Work request: Reproduce, from the lines below, exactly the stretch that begins at the line containing "use std::net::SocketAddr;" and ends at the line containing "the configuration file.", both included.

** Data provided follows **

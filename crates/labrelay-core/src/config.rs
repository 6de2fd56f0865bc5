//! Application configuration.
//!
//! The configuration is a single JSON document:
//!
//! ```text
//! {
//!   "webhook": { "listen": "0.0.0.0:8080", "path": "/webhooks", "secret": "..." },
//!   "matrix":  { "homeserver": "...", "username": "...", "password": "...", "authtoken": "" },
//!   "gitlab":  { "domain": "https://gitlab.com" },
//!   "options": { "irc-compatibility": false },
//!   "tokens":  "tokens.json"
//! }
//! ```
//!
//! Every section and field is optional and falls back to its default.
//!
//! # Environment Variables
//!
//! - `LABRELAY_CONFIG`: Path of the configuration document
//! - `LABRELAY_WEBHOOK_SECRET`: Overrides `webhook.secret`
//! - `LABRELAY_MATRIX_PASSWORD`: Overrides `matrix.password`
//! - `LABRELAY_MATRIX_TOKEN`: Overrides `matrix.authtoken`

use std::net::SocketAddr;
use std::path::{Path, PathBuf};

use labrelay_persistence::atomic::{atomic_write_json, read_json_optional};
use labrelay_persistence::PersistenceError;
use serde::{Deserialize, Serialize};
use thiserror::Error;
use tracing::debug;

/// Environment variable naming the configuration file.
pub const CONFIG_ENV: &str = "LABRELAY_CONFIG";

/// Environment variable overriding the webhook secret.
pub const WEBHOOK_SECRET_ENV: &str = "LABRELAY_WEBHOOK_SECRET";

/// Environment variable overriding the Matrix password.
pub const MATRIX_PASSWORD_ENV: &str = "LABRELAY_MATRIX_PASSWORD";

/// Environment variable overriding the Matrix access token.
pub const MATRIX_TOKEN_ENV: &str = "LABRELAY_MATRIX_TOKEN";

/// Default configuration file, relative to the working directory.
pub const DEFAULT_CONFIG_FILE: &str = "config.json";

/// Errors raised while loading or validating configuration.
#[derive(Debug, Error)]
pub enum ConfigError {
    /// The configuration file does not exist.
    #[error("config file not found: {0}")]
    NotFound(PathBuf),

    /// The configuration file could not be read, parsed or written.
    #[error("config file error: {0}")]
    Persistence(#[from] PersistenceError),

    /// A value is present but unusable.
    #[error("invalid config: {0}")]
    Invalid(String),
}

/// Webhook receiver settings.
#[derive(Debug, Clone, PartialEq, Eq, Serialize, Deserialize)]
#[serde(default)]
pub struct WebhookConfig {
    /// Socket address the HTTP listener binds to.
    pub listen: String,
    /// Request path GitLab posts to.
    pub path: String,
    /// Shared secret GitLab sends in `X-Gitlab-Token`. Empty disables the check.
    pub secret: String,
}

impl Default for WebhookConfig {
    fn default() -> Self {
        Self {
            listen: "0.0.0.0:8080".to_string(),
            path: "/webhooks".to_string(),
            secret: String::new(),
        }
    }
}

/// Matrix account settings.
#[derive(Debug, Clone, PartialEq, Eq, Serialize, Deserialize)]
#[serde(default)]
pub struct MatrixConfig {
    pub homeserver: String,
    pub username: String,
    pub password: String,
    /// Access token; filled in after the first password login.
    #[serde(rename = "authtoken")]
    pub auth_token: String,
    pub device_id: String,
}

impl Default for MatrixConfig {
    fn default() -> Self {
        Self {
            homeserver: "https://matrix.org".to_string(),
            username: String::new(),
            password: String::new(),
            auth_token: String::new(),
            device_id: String::new(),
        }
    }
}

/// GitLab instance settings.
#[derive(Debug, Clone, PartialEq, Eq, Serialize, Deserialize)]
#[serde(default)]
pub struct GitlabConfig {
    /// Base URL of the instance, without the `/api/v4` suffix.
    pub domain: String,
}

impl Default for GitlabConfig {
    fn default() -> Self {
        Self {
            domain: "https://gitlab.com".to_string(),
        }
    }
}

/// Rendering and command options.
#[derive(Debug, Clone, PartialEq, Eq, Serialize, Deserialize)]
#[serde(default, rename_all = "kebab-case")]
pub struct OptionsConfig {
    /// Keep push notifications short enough for IRC bridges.
    pub irc_compatibility: bool,
    /// Marker that starts every chat command.
    pub command_prefix: String,
    /// Send messages as `m.notice` instead of `m.text`.
    pub send_as_notice: bool,
    /// `strftime` pattern for commit and comment timestamps.
    pub time_format: String,
}

impl Default for OptionsConfig {
    fn default() -> Self {
        Self {
            irc_compatibility: false,
            command_prefix: "!gitlab".to_string(),
            send_as_notice: true,
            time_format: "%b %e, %Y %H:%M:%S".to_string(),
        }
    }
}

/// The complete configuration document.
#[derive(Debug, Clone, PartialEq, Eq, Serialize, Deserialize)]
#[serde(default)]
pub struct AppConfig {
    pub webhook: WebhookConfig,
    pub matrix: MatrixConfig,
    pub gitlab: GitlabConfig,
    pub options: OptionsConfig,
    /// Path of the credential document.
    pub tokens: PathBuf,
}

impl Default for AppConfig {
    fn default() -> Self {
        Self {
            webhook: WebhookConfig::default(),
            matrix: MatrixConfig::default(),
            gitlab: GitlabConfig::default(),
            options: OptionsConfig::default(),
            tokens: PathBuf::from(labrelay_persistence::credentials::DEFAULT_TOKENS_FILE),
        }
    }
}

impl AppConfig {
    /// Loads the configuration document at `path`.
    pub fn load(path: &Path) -> Result<Self, ConfigError> {
        let config: AppConfig =
            read_json_optional(path)?.ok_or_else(|| ConfigError::NotFound(path.to_path_buf()))?;
        debug!(path = %path.display(), "Loaded configuration");
        Ok(config)
    }

    /// Writes the configuration back to `path`.
    pub fn save(&self, path: &Path) -> Result<(), ConfigError> {
        atomic_write_json(path, self)?;
        debug!(path = %path.display(), "Saved configuration");
        Ok(())
    }

    /// Applies secret overrides from the environment.
    pub fn apply_env_overrides(&mut self) {
        if let Ok(secret) = std::env::var(WEBHOOK_SECRET_ENV) {
            self.webhook.secret = secret;
        }
        if let Ok(password) = std::env::var(MATRIX_PASSWORD_ENV) {
            self.matrix.password = password;
        }
        if let Ok(token) = std::env::var(MATRIX_TOKEN_ENV) {
            self.matrix.auth_token = token;
        }
    }

    /// Checks the values that would otherwise fail later at startup.
    pub fn validate(&self) -> Result<(), ConfigError> {
        if self.matrix.homeserver.trim().is_empty() {
            return Err(ConfigError::Invalid("matrix.homeserver is empty".to_string()));
        }
        if self.matrix.auth_token.is_empty()
            && (self.matrix.username.is_empty() || self.matrix.password.is_empty())
        {
            return Err(ConfigError::Invalid(
                "matrix needs either authtoken or username and password".to_string(),
            ));
        }
        if !self.webhook.path.starts_with('/') {
            return Err(ConfigError::Invalid(format!(
                "webhook.path must start with '/': {}",
                self.webhook.path
            )));
        }
        self.listen_addr()?;
        if self.options.command_prefix.trim().is_empty() {
            return Err(ConfigError::Invalid("options.command-prefix is empty".to_string()));
        }
        Ok(())
    }

    /// Parsed webhook listen address.
    pub fn listen_addr(&self) -> Result<SocketAddr, ConfigError> {
        self.webhook.listen.parse().map_err(|_| {
            ConfigError::Invalid(format!("webhook.listen is not an address: {}", self.webhook.listen))
        })
    }
}

#[cfg(test)]
mod tests {
    use super::*;
    use std::fs;
    use tempfile::tempdir;

    fn valid_config() -> AppConfig {
        let mut config = AppConfig::default();
        config.matrix.username = "labrelay".to_string();
        config.matrix.password = "hunter2".to_string();
        config
    }

    #[test]
    fn test_defaults() {
        let config = AppConfig::default();
        assert_eq!(config.webhook.path, "/webhooks");
        assert_eq!(config.gitlab.domain, "https://gitlab.com");
        assert_eq!(config.options.command_prefix, "!gitlab");
        assert!(!config.options.irc_compatibility);
        assert_eq!(config.tokens, PathBuf::from("tokens.json"));
    }

    #[test]
    fn test_load_partial_document() {
        let dir = tempdir().unwrap();
        let path = dir.path().join("config.json");
        fs::write(
            &path,
            r#"{
                "gitlab": { "domain": "https://git.example.org" },
                "options": { "irc-compatibility": true },
                "matrix": { "authtoken": "syt_abc" }
            }"#,
        )
        .unwrap();

        let config = AppConfig::load(&path).unwrap();
        assert_eq!(config.gitlab.domain, "https://git.example.org");
        assert!(config.options.irc_compatibility);
        assert_eq!(config.matrix.auth_token, "syt_abc");
        assert_eq!(config.webhook.listen, "0.0.0.0:8080");
        assert!(config.validate().is_ok());
    }

    #[test]
    fn test_load_missing_file() {
        let dir = tempdir().unwrap();
        let result = AppConfig::load(&dir.path().join("nope.json"));
        assert!(matches!(result, Err(ConfigError::NotFound(_))));
    }

    #[test]
    fn test_load_malformed_file() {
        let dir = tempdir().unwrap();
        let path = dir.path().join("config.json");
        fs::write(&path, "webhook = 1").unwrap();
        assert!(matches!(AppConfig::load(&path), Err(ConfigError::Persistence(_))));
    }

    #[test]
    fn test_save_and_reload() {
        let dir = tempdir().unwrap();
        let path = dir.path().join("config.json");
        let mut config = valid_config();
        config.matrix.auth_token = "syt_saved".to_string();

        config.save(&path).unwrap();
        let reloaded = AppConfig::load(&path).unwrap();

        assert_eq!(reloaded, config);
        let raw = fs::read_to_string(&path).unwrap();
        assert!(raw.contains("\"irc-compatibility\""));
        assert!(raw.contains("\"authtoken\""));
    }

    #[test]
    fn test_validate_rejects_bad_values() {
        let mut config = valid_config();
        config.webhook.path = "webhooks".to_string();
        assert!(matches!(config.validate(), Err(ConfigError::Invalid(_))));

        let mut config = valid_config();
        config.webhook.listen = "not an address".to_string();
        assert!(matches!(config.validate(), Err(ConfigError::Invalid(_))));

        let mut config = valid_config();
        config.matrix.password.clear();
        assert!(matches!(config.validate(), Err(ConfigError::Invalid(_))));
    }

    #[test]
    fn test_listen_addr() {
        let config = valid_config();
        assert_eq!(config.listen_addr().unwrap().port(), 8080);
    }
}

** End of Data provided **

Answer to this exercise:
use std::net::SocketAddr;
use std::path::{Path, PathBuf};

use labrelay_persistence::atomic::{atomic_write_json, read_json_optional};
use labrelay_persistence::PersistenceError;
use serde::{Deserialize, Serialize};
use thiserror::Error;
use tracing::debug;

/// Environment variable naming the configuration file.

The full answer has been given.